INPUT MATERIAL.
^^^^
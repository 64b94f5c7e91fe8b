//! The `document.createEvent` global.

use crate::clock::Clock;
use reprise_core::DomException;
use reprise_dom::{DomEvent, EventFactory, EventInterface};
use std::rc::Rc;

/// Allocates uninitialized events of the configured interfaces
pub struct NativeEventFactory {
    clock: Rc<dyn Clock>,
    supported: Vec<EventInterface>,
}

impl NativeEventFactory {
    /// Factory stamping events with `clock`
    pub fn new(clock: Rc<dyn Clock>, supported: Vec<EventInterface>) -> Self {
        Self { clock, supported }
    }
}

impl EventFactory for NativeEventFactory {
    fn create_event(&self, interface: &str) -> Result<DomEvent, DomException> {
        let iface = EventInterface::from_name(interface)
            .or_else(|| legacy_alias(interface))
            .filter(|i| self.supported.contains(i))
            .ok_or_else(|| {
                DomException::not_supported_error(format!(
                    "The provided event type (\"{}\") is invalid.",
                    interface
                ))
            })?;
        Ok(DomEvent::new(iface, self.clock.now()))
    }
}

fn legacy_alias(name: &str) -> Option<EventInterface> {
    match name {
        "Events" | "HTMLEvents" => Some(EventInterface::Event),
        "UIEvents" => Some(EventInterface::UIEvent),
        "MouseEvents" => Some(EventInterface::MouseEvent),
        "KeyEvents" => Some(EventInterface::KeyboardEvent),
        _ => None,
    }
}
^^^^
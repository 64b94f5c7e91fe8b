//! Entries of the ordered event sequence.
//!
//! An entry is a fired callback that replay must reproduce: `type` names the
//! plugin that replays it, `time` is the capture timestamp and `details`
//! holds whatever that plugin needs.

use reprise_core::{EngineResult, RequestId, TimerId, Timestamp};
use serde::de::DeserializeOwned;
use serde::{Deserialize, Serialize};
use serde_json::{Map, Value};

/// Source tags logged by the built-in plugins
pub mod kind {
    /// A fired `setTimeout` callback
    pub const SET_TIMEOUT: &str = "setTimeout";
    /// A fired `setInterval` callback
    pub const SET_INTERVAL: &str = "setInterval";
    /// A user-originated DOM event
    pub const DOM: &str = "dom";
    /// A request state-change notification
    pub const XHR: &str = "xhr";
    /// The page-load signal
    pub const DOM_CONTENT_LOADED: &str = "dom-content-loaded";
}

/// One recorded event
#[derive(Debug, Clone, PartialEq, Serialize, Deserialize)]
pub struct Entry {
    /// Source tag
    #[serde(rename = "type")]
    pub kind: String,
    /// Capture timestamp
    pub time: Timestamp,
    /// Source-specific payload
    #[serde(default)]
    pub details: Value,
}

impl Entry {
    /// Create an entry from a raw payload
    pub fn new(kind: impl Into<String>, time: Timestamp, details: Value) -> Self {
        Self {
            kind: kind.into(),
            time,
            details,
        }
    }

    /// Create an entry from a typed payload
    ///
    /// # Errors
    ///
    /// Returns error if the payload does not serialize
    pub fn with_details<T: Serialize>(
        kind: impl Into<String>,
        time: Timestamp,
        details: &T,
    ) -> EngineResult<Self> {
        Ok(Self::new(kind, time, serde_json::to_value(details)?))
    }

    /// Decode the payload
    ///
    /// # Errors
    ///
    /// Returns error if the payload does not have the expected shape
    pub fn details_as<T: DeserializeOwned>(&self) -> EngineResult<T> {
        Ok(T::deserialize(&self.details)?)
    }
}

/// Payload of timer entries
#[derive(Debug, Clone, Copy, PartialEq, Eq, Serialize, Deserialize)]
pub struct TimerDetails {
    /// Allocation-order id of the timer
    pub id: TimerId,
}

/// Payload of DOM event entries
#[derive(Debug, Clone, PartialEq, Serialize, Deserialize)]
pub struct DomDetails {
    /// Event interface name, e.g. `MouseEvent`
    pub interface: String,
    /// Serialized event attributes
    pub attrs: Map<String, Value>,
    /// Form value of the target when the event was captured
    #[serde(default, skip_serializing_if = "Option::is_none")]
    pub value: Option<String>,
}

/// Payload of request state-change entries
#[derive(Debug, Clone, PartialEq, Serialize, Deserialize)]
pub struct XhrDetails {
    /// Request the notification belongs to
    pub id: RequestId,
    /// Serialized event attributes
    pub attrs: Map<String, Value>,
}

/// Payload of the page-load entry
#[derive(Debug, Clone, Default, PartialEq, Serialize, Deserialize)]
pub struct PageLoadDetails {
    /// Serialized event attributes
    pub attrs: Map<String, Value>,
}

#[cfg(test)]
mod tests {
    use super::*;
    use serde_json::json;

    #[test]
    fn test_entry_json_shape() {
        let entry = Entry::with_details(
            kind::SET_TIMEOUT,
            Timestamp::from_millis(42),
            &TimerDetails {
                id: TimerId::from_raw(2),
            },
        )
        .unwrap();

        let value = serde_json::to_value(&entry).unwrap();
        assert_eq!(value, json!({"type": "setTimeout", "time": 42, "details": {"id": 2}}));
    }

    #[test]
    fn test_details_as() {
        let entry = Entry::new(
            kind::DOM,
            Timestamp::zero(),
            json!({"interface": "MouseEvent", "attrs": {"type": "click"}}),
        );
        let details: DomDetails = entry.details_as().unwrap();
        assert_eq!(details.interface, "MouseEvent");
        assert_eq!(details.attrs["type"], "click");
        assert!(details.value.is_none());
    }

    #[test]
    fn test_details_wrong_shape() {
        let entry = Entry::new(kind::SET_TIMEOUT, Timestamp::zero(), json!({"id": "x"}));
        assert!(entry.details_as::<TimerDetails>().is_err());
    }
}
^^^^
TASK INSTRUCTIONS.
Looking at the records above, which lines contain "state"? Copy those lines.

RESPONSE.
    /// A request state-change notification
/// Payload of request state-change entries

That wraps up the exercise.